The above points summarise the main reasons why we prefer Linux so now let’s look at some negative drawbacks.
- Applications, a large range of high end professional creative and commercial business class software will not run on Linux. The native Linux equivalent software is often not up to the same standard and polish of some proprietary applications.
- Games, some of the best high-end AAA action games will not work on Linux and even though there is a huge range of games available they sometimes do not work as efficiently as on a PC or dedicated gaming console.
- Mediocre hardware and peripheral support. This is not so much the case these days and is steadily improving, but some obscure printers and external devices have little or no driver support.
- Fragmented software ecosystem because of the anything-goes nature of many aspects of Linux from a variety of different desktop options to multiple “distributions” and applications all trying to achieve a similar end result but ultimately just competing against each other.
- Support is provided, in most cases, by “the community” rather than a well-known single upstream provider.

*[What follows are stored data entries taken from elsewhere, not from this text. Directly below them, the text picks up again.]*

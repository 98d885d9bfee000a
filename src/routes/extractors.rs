// ============================================================================
// Axum Extractors
// ============================================================================
//
// Custom extractors for Axum routes:
// - Session: Resolves the bearer token from the session cookie
// - UuidPath: The `:id` path segment, checked to be a canonical UUID
// - ValidJson / ValidForm: Bodies whose rejections become validation errors
//
// Handlers list `Session` before any input extractor, so an unauthenticated
// request is rejected before its input is looked at.
//
// ============================================================================

use axum::{
    Form, Json, async_trait,
    extract::{FromRequest, FromRequestParts, Path, Request},
    http::request::Parts,
};
use serde::de::DeserializeOwned;
use std::sync::Arc;
use uuid::Uuid;

use crate::context::AppContext;
use crate::error::AppError;
use crate::session::{BearerToken, require_session};
use crate::validation::parse_uuid;

/// Extractor for the caller's upstream bearer token
///
/// Usage:
/// ```rust,ignore
/// async fn handler(State(ctx): State<Arc<AppContext>>, Session(token): Session) -> ... {
///     ctx.platform.me(&token).await
/// }
/// ```
#[derive(Debug)]
pub struct Session(pub BearerToken);

#[async_trait]
impl FromRequestParts<Arc<AppContext>> for Session {
    type Rejection = AppError;

    async fn from_request_parts(
        parts: &mut Parts,
        state: &Arc<AppContext>,
    ) -> Result<Self, Self::Rejection> {
        require_session(&state.config, &parts.headers).map(Session)
    }
}

/// Path extractor for routes shaped `/.../:id`
#[derive(Debug, Clone, Copy)]
pub struct UuidPath(pub Uuid);

#[async_trait]
impl<S> FromRequestParts<S> for UuidPath
where
    S: Send + Sync,
{
    type Rejection = AppError;

    async fn from_request_parts(parts: &mut Parts, state: &S) -> Result<Self, Self::Rejection> {
        let Path(raw) = Path::<String>::from_request_parts(parts, state)
            .await
            .map_err(|rejection| AppError::validation(format!("id: {}", rejection.body_text())))?;
        parse_uuid("id", &raw).map(UuidPath)
    }
}

/// JSON body extractor rejecting with a validation error
#[derive(Debug)]
pub struct ValidJson<T>(pub T);

#[async_trait]
impl<T, S> FromRequest<S> for ValidJson<T>
where
    T: DeserializeOwned,
    S: Send + Sync,
{
    type Rejection = AppError;

    async fn from_request(req: Request, state: &S) -> Result<Self, Self::Rejection> {
        let Json(value) = Json::<T>::from_request(req, state)
            .await
            .map_err(|rejection| {
                AppError::validation(format!("body: {}", rejection.body_text()))
            })?;
        Ok(ValidJson(value))
    }
}

/// Url-encoded form extractor rejecting with a validation error
#[derive(Debug)]
pub struct ValidForm<T>(pub T);

#[async_trait]
impl<T, S> FromRequest<S> for ValidForm<T>
where
    T: DeserializeOwned,
    S: Send + Sync,
{
    type Rejection = AppError;

    async fn from_request(req: Request, state: &S) -> Result<Self, Self::Rejection> {
        let Form(value) = Form::<T>::from_request(req, state)
            .await
            .map_err(|rejection| {
                AppError::validation(format!("form: {}", rejection.body_text()))
            })?;
        Ok(ValidForm(value))
    }
}
use anyhow::{Context, Result};
use std::str::FromStr;
use url::Url;

mod upstream;

pub use upstream::{CircuitBreakerConfig, UpstreamConfig};

// ============================================================================
// Configuration Constants
// ============================================================================

const DEFAULT_HOSTNAME: &str = "0.0.0.0";
const DEFAULT_PORT: u16 = 4000;
const DEFAULT_RUST_LOG: &str = "info";

/// Session cookie name used in development (plain HTTP on localhost)
pub const DEV_SESSION_COOKIE_NAME: &str = "railway-key";
/// Session cookie name used everywhere else. The `__Host-` prefix makes the
/// browser reject the cookie unless it is Secure, host-only and Path=/.
pub const HOST_SESSION_COOKIE_NAME: &str = "__Host-railway-key";

/// CORS preflight cache lifetime (one week)
pub const CORS_MAX_AGE_SECS: u64 = 604_800;

// ============================================================================
// Configuration Structures
// ============================================================================

/// Runtime mode
#[derive(Clone, Copy, Debug, PartialEq, Eq)]
pub enum Environment {
    Development,
    Production,
    Test,
}

impl FromStr for Environment {
    type Err = anyhow::Error;

    fn from_str(s: &str) -> Result<Self> {
        match s.to_lowercase().as_str() {
            "development" | "dev" => Ok(Self::Development),
            "production" | "prod" => Ok(Self::Production),
            "test" => Ok(Self::Test),
            _ => anyhow::bail!(
                "Invalid environment: {}. Must be 'development', 'production' or 'test'",
                s
            ),
        }
    }
}

impl Environment {
    pub fn is_development(self) -> bool {
        self == Environment::Development
    }

    pub fn is_production(self) -> bool {
        self == Environment::Production
    }
}

#[derive(Clone, Debug)]
pub struct Config {
    /// Host to bind the HTTP listener to
    pub hostname: String,
    pub port: u16,
    /// Dashboard URL. Used as the single allowed CORS origin and as the
    /// redirect target after login/logout.
    pub dashboard_url: String,
    pub environment: Environment,
    pub rust_log: String,
    pub upstream: UpstreamConfig,
}

/// Parse an optional variable, falling back to `default` only when unset.
/// A value that is set but does not parse is an error.
pub(crate) fn parse_var<T, F>(var: &F, key: &str, default: T) -> Result<T>
where
    T: FromStr,
    T::Err: std::error::Error + Send + Sync + 'static,
    F: Fn(&str) -> Option<String>,
{
    match var(key) {
        Some(value) => value
            .trim()
            .parse()
            .with_context(|| format!("{} has an invalid value: {}", key, value)),
        None => Ok(default),
    }
}

impl Config {
    pub fn from_env() -> Result<Self> {
        dotenvy::dotenv().ok();
        Self::from_vars(|key| std::env::var(key).ok())
    }

    /// Build the configuration from an arbitrary variable source.
    pub fn from_vars<F>(var: F) -> Result<Self>
    where
        F: Fn(&str) -> Option<String>,
    {
        let dashboard_url = var("DASHBOARD_URL").context("DASHBOARD_URL must be set")?;
        Url::parse(&dashboard_url)
            .with_context(|| format!("DASHBOARD_URL is not a valid URL: {}", dashboard_url))?;

        let environment = match var("NODE_ENV").or_else(|| var("APP_ENV")) {
            Some(value) => value.parse()?,
            None => Environment::Development,
        };

        Ok(Self {
            hostname: var("HOSTNAME").unwrap_or_else(|| DEFAULT_HOSTNAME.to_string()),
            port: parse_var(&var, "PORT", DEFAULT_PORT)?,
            dashboard_url,
            environment,
            rust_log: var("RUST_LOG").unwrap_or_else(|| DEFAULT_RUST_LOG.to_string()),
            upstream: UpstreamConfig::from_vars(&var)?,
        })
    }

    pub fn bind_address(&self) -> String {
        format!("{}:{}", self.hostname, self.port)
    }

    /// Origin (scheme://host[:port]) of the dashboard, as browsers send it in
    /// the `Origin` header.
    pub fn dashboard_origin(&self) -> String {
        match Url::parse(&self.dashboard_url) {
            Ok(url) => url.origin().ascii_serialization(),
            Err(_) => self.dashboard_url.trim_end_matches('/').to_string(),
        }
    }

    pub fn session_cookie_name(&self) -> &'static str {
        if self.environment.is_development() {
            DEV_SESSION_COOKIE_NAME
        } else {
            HOST_SESSION_COOKIE_NAME
        }
    }

    pub fn secure_cookies(&self) -> bool {
        self.environment.is_production()
    }
}
// ============================================================================
// Platform Client
// ============================================================================
//
// Typed wrapper over the transport: one method per named operation. Each
// method issues exactly one upstream call and decodes the fields its
// document selects. Failures are tagged with the operation name so the
// route can log them without exposing them.
//
// ============================================================================

use serde::Deserialize;
use serde::de::DeserializeOwned;
use serde_json::{Value, json};
use std::sync::Arc;
use uuid::Uuid;

use crate::error::{AppError, AppResult};
use crate::session::BearerToken;
use crate::upstream::operations::{self, Operation};
use crate::upstream::transport::{GraphQlRequest, GraphQlTransport};
use crate::upstream::types::{
    Connection, CreatedProject, CreatedService, GithubRepo, LogLine, Me, Project, Service,
    ServiceCreateInput, Template, TemplateDeployInput, TemplateDeployPayload,
};

#[derive(Deserialize)]
struct MeData {
    me: Me,
}

#[derive(Deserialize)]
struct ProjectData {
    project: Project,
}

#[derive(Deserialize)]
struct ServiceData {
    service: Service,
}

#[derive(Deserialize)]
#[serde(rename_all = "camelCase")]
struct GithubReposData {
    github_repos: Vec<GithubRepo>,
}

#[derive(Deserialize)]
#[serde(rename_all = "camelCase")]
struct GithubScopesData {
    github_writable_scopes: Vec<String>,
}

#[derive(Deserialize)]
struct TemplatesData {
    templates: Connection<Template>,
}

#[derive(Deserialize)]
#[serde(rename_all = "camelCase")]
struct DeploymentLogsData {
    deployment_logs: Vec<LogLine>,
}

#[derive(Deserialize)]
#[serde(rename_all = "camelCase")]
struct ProjectCreateData {
    project_create: CreatedProject,
}

#[derive(Deserialize)]
#[serde(rename_all = "camelCase")]
struct ServiceCreateData {
    service_create: CreatedService,
}

#[derive(Deserialize)]
#[serde(rename_all = "camelCase")]
struct ServiceDeleteData {
    service_delete: bool,
}

#[derive(Deserialize)]
#[serde(rename_all = "camelCase")]
struct DeploymentRemoveData {
    deployment_remove: bool,
}

#[derive(Deserialize)]
#[serde(rename_all = "camelCase")]
struct DeploymentCancelData {
    deployment_cancel: bool,
}

#[derive(Deserialize)]
#[serde(rename_all = "camelCase")]
struct DeploymentRestartData {
    deployment_restart: bool,
}

#[derive(Deserialize)]
#[serde(rename_all = "camelCase")]
struct TemplateDeployData {
    template_deploy: TemplateDeployPayload,
}

/// Typed access to the platform API
#[derive(Clone)]
pub struct PlatformClient {
    transport: Arc<dyn GraphQlTransport>,
}

impl PlatformClient {
    pub fn new(transport: Arc<dyn GraphQlTransport>) -> Self {
        Self { transport }
    }

    async fn execute<T: DeserializeOwned>(
        &self,
        operation: Operation,
        token: &BearerToken,
        variables: Value,
    ) -> AppResult<T> {
        let data = self
            .transport
            .execute(token, GraphQlRequest::new(operation, variables))
            .await
            .map_err(|e| AppError::upstream(operation.name, e))?;

        serde_json::from_value(data).map_err(|e| AppError::upstream(operation.name, e.into()))
    }

    pub async fn me(&self, token: &BearerToken) -> AppResult<Me> {
        let data: MeData = self.execute(operations::ME, token, json!({})).await?;
        Ok(data.me)
    }

    pub async fn project(&self, token: &BearerToken, id: Uuid) -> AppResult<Project> {
        let data: ProjectData = self
            .execute(operations::GET_PROJECT, token, json!({ "id": id.to_string() }))
            .await?;
        Ok(data.project)
    }

    pub async fn project_create(&self, token: &BearerToken) -> AppResult<CreatedProject> {
        let data: ProjectCreateData = self
            .execute(operations::PROJECT_CREATE, token, json!({ "input": {} }))
            .await?;
        Ok(data.project_create)
    }

    pub async fn github_repos(&self, token: &BearerToken) -> AppResult<Vec<GithubRepo>> {
        let data: GithubReposData = self
            .execute(operations::LIST_GITHUB_REPOS, token, json!({}))
            .await?;
        Ok(data.github_repos)
    }

    pub async fn github_writable_scopes(&self, token: &BearerToken) -> AppResult<Vec<String>> {
        let data: GithubScopesData = self
            .execute(operations::GITHUB_WRITABLE_SCOPES, token, json!({}))
            .await?;
        Ok(data.github_writable_scopes)
    }

    pub async fn templates(&self, token: &BearerToken) -> AppResult<Connection<Template>> {
        let data: TemplatesData = self
            .execute(operations::LIST_TEMPLATES, token, json!({}))
            .await?;
        Ok(data.templates)
    }

    pub async fn service(&self, token: &BearerToken, id: Uuid) -> AppResult<Service> {
        let data: ServiceData = self
            .execute(operations::GET_SERVICE, token, json!({ "id": id.to_string() }))
            .await?;
        Ok(data.service)
    }

    pub async fn service_create(
        &self,
        token: &BearerToken,
        input: ServiceCreateInput,
    ) -> AppResult<CreatedService> {
        let data: ServiceCreateData = self
            .execute(operations::SERVICE_CREATE, token, json!({ "input": input }))
            .await?;
        Ok(data.service_create)
    }

    pub async fn service_delete(
        &self,
        token: &BearerToken,
        id: Uuid,
        environment_id: Uuid,
    ) -> AppResult<bool> {
        let variables = json!({
            "id": id.to_string(),
            "environmentId": environment_id.to_string(),
        });
        let data: ServiceDeleteData = self
            .execute(operations::SERVICE_DELETE, token, variables)
            .await?;
        Ok(data.service_delete)
    }

    pub async fn deployment_remove(&self, token: &BearerToken, id: Uuid) -> AppResult<bool> {
        let data: DeploymentRemoveData = self
            .execute(operations::DEPLOYMENT_REMOVE, token, json!({ "id": id.to_string() }))
            .await?;
        Ok(data.deployment_remove)
    }

    pub async fn deployment_cancel(&self, token: &BearerToken, id: Uuid) -> AppResult<bool> {
        let data: DeploymentCancelData = self
            .execute(operations::DEPLOYMENT_CANCEL, token, json!({ "id": id.to_string() }))
            .await?;
        Ok(data.deployment_cancel)
    }

    pub async fn deployment_restart(&self, token: &BearerToken, id: Uuid) -> AppResult<bool> {
        let data: DeploymentRestartData = self
            .execute(operations::DEPLOYMENT_RESTART, token, json!({ "id": id.to_string() }))
            .await?;
        Ok(data.deployment_restart)
    }

    pub async fn deployment_logs(&self, token: &BearerToken, id: Uuid) -> AppResult<Vec<LogLine>> {
        let variables = json!({ "deploymentId": id.to_string() });
        let data: DeploymentLogsData = self
            .execute(operations::LIST_DEPLOYMENT_LOGS, token, variables)
            .await?;
        Ok(data.deployment_logs)
    }

    pub async fn template_deploy(
        &self,
        token: &BearerToken,
        input: TemplateDeployInput,
    ) -> AppResult<TemplateDeployPayload> {
        let data: TemplateDeployData = self
            .execute(operations::TEMPLATE_DEPLOY, token, json!({ "input": input }))
            .await?;
        Ok(data.template_deploy)
    }
}

#[cfg(test)]
mod tests {
    use super::*;
    use crate::upstream::UpstreamError;
    use async_trait::async_trait;
    use std::sync::Mutex;

    /// Records every request and answers with a fixed `data` value
    struct RecordingTransport {
        response: Result<Value, fn() -> UpstreamError>,
        seen: Mutex<Vec<(String, GraphQlRequest)>>,
    }

    #[async_trait]
    impl GraphQlTransport for RecordingTransport {
        async fn execute(
            &self,
            token: &BearerToken,
            request: GraphQlRequest,
        ) -> Result<Value, UpstreamError> {
            self.seen
                .lock()
                .unwrap()
                .push((token.expose().to_string(), request));
            match &self.response {
                Ok(value) => Ok(value.clone()),
                Err(make) => Err(make()),
            }
        }
    }

    fn client(response: Result<Value, fn() -> UpstreamError>) -> (PlatformClient, Arc<RecordingTransport>) {
        let transport = Arc::new(RecordingTransport {
            response,
            seen: Mutex::new(Vec::new()),
        });
        (PlatformClient::new(transport.clone()), transport)
    }

    #[tokio::test]
    async fn test_service_delete_sends_both_ids() {
        let (client, transport) = client(Ok(json!({ "serviceDelete": true })));
        let id = Uuid::new_v4();
        let env = Uuid::new_v4();

        let deleted = client
            .service_delete(&BearerToken::new("tok"), id, env)
            .await
            .unwrap();
        assert!(deleted);

        let seen = transport.seen.lock().unwrap();
        assert_eq!(seen.len(), 1);
        let (token, request) = &seen[0];
        assert_eq!(token, "tok");
        assert_eq!(request.operation_name, "serviceDelete");
        assert_eq!(request.variables["id"], id.to_string());
        assert_eq!(request.variables["environmentId"], env.to_string());
    }

    #[tokio::test]
    async fn test_project_create_sends_empty_input() {
        let (client, transport) = client(Ok(json!({
            "projectCreate": {
                "id": "p1",
                "name": "silly-name",
                "createdAt": "2024-01-01T00:00:00Z",
                "baseEnvironment": null
            }
        })));

        let project = client.project_create(&BearerToken::new("tok")).await.unwrap();
        assert_eq!(project.name, "silly-name");

        let seen = transport.seen.lock().unwrap();
        assert_eq!(seen[0].1.variables, json!({ "input": {} }));
    }

    #[tokio::test]
    async fn test_shape_mismatch_is_upstream_error() {
        let (client, _) = client(Ok(json!({ "me": { "id": 42 } })));
        let err = client.me(&BearerToken::new("tok")).await.unwrap_err();
        assert!(matches!(
            err,
            AppError::Upstream {
                operation: "me",
                source: UpstreamError::Decode(_)
            }
        ));
    }

    #[tokio::test]
    async fn test_transport_error_is_tagged_with_operation() {
        let (client, _) = client(Err(|| UpstreamError::MissingData));
        let err = client
            .deployment_remove(&BearerToken::new("tok"), Uuid::new_v4())
            .await
            .unwrap_err();
        assert!(matches!(
            err,
            AppError::Upstream {
                operation: "deploymentRemove",
                ..
            }
        ));
    }
}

This can be a daunting prospect when a Linux user can’t call upon friends and family to help with simple problems.
The Not So Ugly Summary…
We could go on and add more pros and cons for using Linux, or not, but these are some of the most prominent points either way. If the initial positive points are of interest to you and you are not put off by the negatives then you either are already using Linux or may very well be a good candidate to install it on your secondary spare or even your primary computer. If so then feel free to contact us about how to go about installing Linux or how to get the most out of your Linux desktop when using our online Spiderweb services.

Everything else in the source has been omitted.